Give the entries again, word for word.

:: DATA SHOWN

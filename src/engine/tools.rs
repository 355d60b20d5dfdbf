//! Path and filter utilities

use anyhow::{Context, Result};
use std::path::Path;

/// Check if a file is OS clutter (Finder/Explorer metadata) that is never worth scanning
pub fn is_os_hidden_file(path: &Path) -> bool {
    if let Some(name) = path.file_name().and_then(|n| n.to_str()) {
        match name {
            // macOS
            ".DS_Store" | ".AppleDouble" | ".LSOverride" => true,
            // Windows
            "Thumbs.db" | "ehthumbs.db" | "Desktop.ini" => true,
            // Linux
            ".directory" => true,
            // macOS resource fork files start with ._
            _ => name.starts_with("._"),
        }
    } else {
        false
    }
}

/// True if `path` matches one of the exclude patterns, by file name or by full path.
pub fn is_excluded(path: &Path, exclude_patterns: &[String]) -> bool {
    if exclude_patterns.is_empty() {
        return false;
    }
    let name = match path.file_name().and_then(|n| n.to_str()) {
        Some(n) => n,
        None => return false,
    };
    let path_str = path.to_str().unwrap_or("");
    exclude_patterns
        .iter()
        .any(|pattern| glob_match(pattern, name) || glob_match(pattern, path_str))
}

/// Returns true if a walk entry should be visited. The root itself is always visited so an
/// exclude pattern can never swallow the whole tree.
pub fn should_include_in_walk(
    path: &Path,
    root: &Path,
    is_dir: bool,
    exclude_patterns: &[String],
) -> bool {
    if path == root {
        return true;
    }
    if !is_dir && is_os_hidden_file(path) {
        return false;
    }
    !is_excluded(path, exclude_patterns)
}

/// Simple glob pattern matching (supports * and ?)
pub fn glob_match(pattern: &str, text: &str) -> bool {
    let pattern: Vec<char> = pattern.chars().collect();
    let text: Vec<char> = text.chars().collect();
    glob_match_chars(&pattern, &text)
}

fn glob_match_chars(pattern: &[char], text: &[char]) -> bool {
    match pattern.split_first() {
        None => text.is_empty(),
        Some(('*', rest)) => (0..=text.len()).any(|skip| glob_match_chars(rest, &text[skip..])),
        Some(('?', rest)) => !text.is_empty() && glob_match_chars(rest, &text[1..]),
        Some((c, rest)) => text.first() == Some(c) && glob_match_chars(rest, &text[1..]),
    }
}

/// Fail early when the search root is not a readable directory.
pub fn check_search_root(path: &Path) -> Result<()> {
    let meta = std::fs::metadata(path)
        .with_context(|| format!("read search root metadata: {}", path.display()))?;
    if !meta.is_dir() {
        anyhow::bail!("Search root is not a directory: {}", path.display());
    }
    Ok(())
}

::::

### RESULT OF THE TASK
filename src/engine/tools.rs
repository 355d60b20d5dfdbf
//! Path and filter utilities

use anyhow::{Context, Result};
use std::path::Path;

/// Check if a file is OS clutter (Finder/Explorer metadata) that is never worth scanning
pub fn is_os_hidden_file(path: &Path) -> bool {
    if let Some(name) = path.file_name().and_then(|n| n.to_str()) {
        match name {
            // macOS
            ".DS_Store" | ".AppleDouble" | ".LSOverride" => true,
            // Windows
            "Thumbs.db" | "ehthumbs.db" | "Desktop.ini" => true,
            // Linux
            ".directory" => true,
            // macOS resource fork files start with ._
            _ => name.starts_with("._"),
        }
    } else {
        false
    }
}

/// True if `path` matches one of the exclude patterns, by file name or by full path.
pub fn is_excluded(path: &Path, exclude_patterns: &[String]) -> bool {
    if exclude_patterns.is_empty() {
        return false;
    }
    let name = match path.file_name().and_then(|n| n.to_str()) {
        Some(n) => n,
        None => return false,
    };
    let path_str = path.to_str().unwrap_or("");
    exclude_patterns
        .iter()
        .any(|pattern| glob_match(pattern, name) || glob_match(pattern, path_str))
}

/// Returns true if a walk entry should be visited. The root itself is always visited so an
/// exclude pattern can never swallow the whole tree.
pub fn should_include_in_walk(
    path: &Path,
    root: &Path,
    is_dir: bool,
    exclude_patterns: &[String],
) -> bool {
    if path == root {
        return true;
    }
    if !is_dir && is_os_hidden_file(path) {
        return false;
    }
    !is_excluded(path, exclude_patterns)
}

/// Simple glob pattern matching (supports * and ?)
pub fn glob_match(pattern: &str, text: &str) -> bool {
    let pattern: Vec<char> = pattern.chars().collect();
    let text: Vec<char> = text.chars().collect();
    glob_match_chars(&pattern, &text)
}

fn glob_match_chars(pattern: &[char], text: &[char]) -> bool {
    match pattern.split_first() {
        None => text.is_empty(),
        Some(('*', rest)) => (0..=text.len()).any(|skip| glob_match_chars(rest, &text[skip..])),
        Some(('?', rest)) => !text.is_empty() && glob_match_chars(rest, &text[1..]),
        Some((c, rest)) => text.first() == Some(c) && glob_match_chars(rest, &text[1..]),
    }
}

/// Fail early when the search root is not a readable directory.
pub fn check_search_root(path: &Path) -> Result<()> {
    let meta = std::fs::metadata(path)
        .with_context(|| format!("read search root metadata: {}", path.display()))?;
    if !meta.is_dir() {
        anyhow::bail!("Search root is not a directory: {}", path.display());
    }
    Ok(())
}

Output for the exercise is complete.